The fact that Curaleaf (TSXV:CURA) is listed on the Canadian Venture exchange means it’s perhaps less known than some of its Canadian counterparts. That said, I think this stock provides excellent leverage to the cannabis trade as it pertains to the U.S. election results. Potential legalization could help this stock skyrocket relative to its peers in the years to come.
The U.S. election was a big deal for this company
In November, five additional U.S. states voted to legalize marijuana. This has increased the total existing market size for Curaleaf and its competitors. This has also paved the way for additional speculation that Federal legalization could be on the horizon. A Biden win and a Democrat-run Senate bode well for the legalization thesis for cannabis in the U.S. sometime in the next four years.

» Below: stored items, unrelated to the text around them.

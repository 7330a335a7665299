//! Installation error types

use std::borrow::Cow;

use crate::UserFacingError;
use thiserror::Error;

#[derive(Debug, Clone, Error)]
pub enum InstallError {
    #[error("installation failed: {message}")]
    Failed { message: String },

    #[error("installer not available: {tool}")]
    InstallerUnavailable { tool: String },

    #[error("installer rejected the package: {reason}")]
    Rejected { reason: String },

    #[error("no launcher activity for package: {package}")]
    LaunchUnavailable { package: String },

    #[error("installation cancelled by user")]
    Cancelled,
}

impl UserFacingError for InstallError {
    fn user_message(&self) -> Cow<'_, str> {
        Cow::Owned(self.to_string())
    }

    fn user_hint(&self) -> Option<&'static str> {
        match self {
            Self::InstallerUnavailable { .. } => {
                Some("Install adb or set patching.adb in the config.")
            }
            Self::Rejected { .. } => {
                Some("Uninstall any conflicting build signed with a different key and retry.")
            }
            _ => None,
        }
    }

    fn is_retryable(&self) -> bool {
        matches!(self, Self::Failed { .. })
    }

    fn user_code(&self) -> Option<&'static str> {
        let code = match self {
            Self::Failed { .. } => "install.failed",
            Self::InstallerUnavailable { .. } => "install.installer_unavailable",
            Self::Rejected { .. } => "install.rejected",
            Self::LaunchUnavailable { .. } => "install.launch_unavailable",
            Self::Cancelled => "install.cancelled",
        };
        Some(code)
    }
}
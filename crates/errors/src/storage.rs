//! Local and device storage errors

use std::borrow::Cow;

use crate::UserFacingError;
use thiserror::Error;

/// `ENOSPC` on Linux and Android.
const ENOSPC: i32 = 28;

#[derive(Debug, Clone, Error)]
#[non_exhaustive]
pub enum StorageError {
    /// Host disk or device storage is full. Reported to the user once per attempt.
    #[error("insufficient storage: {path}")]
    InsufficientStorage { path: String },

    #[error("permission denied: {path}")]
    PermissionDenied { path: String },

    #[error("IO error: {message}")]
    IoError { message: String },
}

/// Whether an I/O error reports that the device ran out of space.
#[must_use]
pub fn is_out_of_space(err: &std::io::Error) -> bool {
    err.kind() == std::io::ErrorKind::StorageFull || err.raw_os_error() == Some(ENOSPC)
}

impl From<std::io::Error> for StorageError {
    fn from(err: std::io::Error) -> Self {
        if is_out_of_space(&err) {
            Self::InsufficientStorage {
                path: String::new(),
            }
        } else if err.kind() == std::io::ErrorKind::PermissionDenied {
            Self::PermissionDenied {
                path: String::new(),
            }
        } else {
            Self::IoError {
                message: err.to_string(),
            }
        }
    }
}

impl UserFacingError for StorageError {
    fn user_message(&self) -> Cow<'_, str> {
        match self {
            Self::InsufficientStorage { .. } => {
                Cow::Borrowed("There is not enough free storage to finish the installation")
            }
            _ => Cow::Owned(self.to_string()),
        }
    }

    fn user_hint(&self) -> Option<&'static str> {
        match self {
            Self::InsufficientStorage { .. } => {
                Some("Free up storage on the device and retry the installation.")
            }
            Self::PermissionDenied { .. } => {
                Some("Adjust filesystem permissions of the data and cache directories.")
            }
            Self::IoError { .. } => None,
        }
    }

    fn is_retryable(&self) -> bool {
        matches!(self, Self::IoError { .. })
    }

    fn user_code(&self) -> Option<&'static str> {
        let code = match self {
            Self::InsufficientStorage { .. } => "storage.insufficient_storage",
            Self::PermissionDenied { .. } => "storage.permission_denied",
            Self::IoError { .. } => "storage.io_error",
        };
        Some(code)
    }
}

If legislative reform does take place, companies like Curaleaf could skyrocket in the years to come. I think the tailwinds behind this stock are deserved and significant.
The company’s U.S. holdings are substantial. In fact, Curaleaf is the largest cannabis producer globally in terms of revenue. As a true multi-state cannabis player in the U.S., Curaleaf is one of the only companies with access to U.S. THC markets right now. Other Canadian players will be playing catch up in this regard, with the race to grab as much recreational market share as they can heating up. I think Curaleaf is in a much better position to take a big market share lead over the coming year. With legalization only a possibility right now, the wider the market share lead Curaleaf can amass, the harder it will be for its peers to effectively compete.
Vertically integrated operations
The ability for Curaleaf to grow its market share in recreational marijuana is largely due to its impressively vertically integrated business model in the United States. The company has a wide geographic presence in the U.S., with cultivation and facilities in 23 states. Curaleaf has well-known upstream marijuana cultivation facilities. In terms of midstream processing facilities, Curaleaf is gaining traction in growing its vapes, oils, and other high-margin products businesses. Additionally, Curaleaf has impressive downstream operations, with almost 100 dispensaries active in the U.S., and many more to come.
I think more investors ought to focus on the dozens of processing facilities Curaleaf operates. This is because the value-added products the company produces provide inherently higher margins and greater long-term growth potential. I think this is going to be the key focus for investors moving forward — the ability to generate improved margins, cash flow, and bottom-line earnings.
Growth trajectory impressive
The U.S. cannabis market, unlike the Canadian cannabis market, is undersupplied. Better supply/demand fundamentals make for a very long runway for growth for Curaleaf relative to its peers.
Curaleaf has the potential to grow in both an organic and acquisition-oriented way. Given the rollout of dispensaries we’ve seen in recent years, Curaleaf’s expertise in the domain provides a real runway for further growth.
Additionally, the company has engaged in a couple acquisitions last year that some analysts view as transformational in nature. I think Curaleaf could continue to grow via acquisition over time as a means of cementing its market share advantage. Indeed, any time a company can build out a durable competitive advantage, investors should take notice.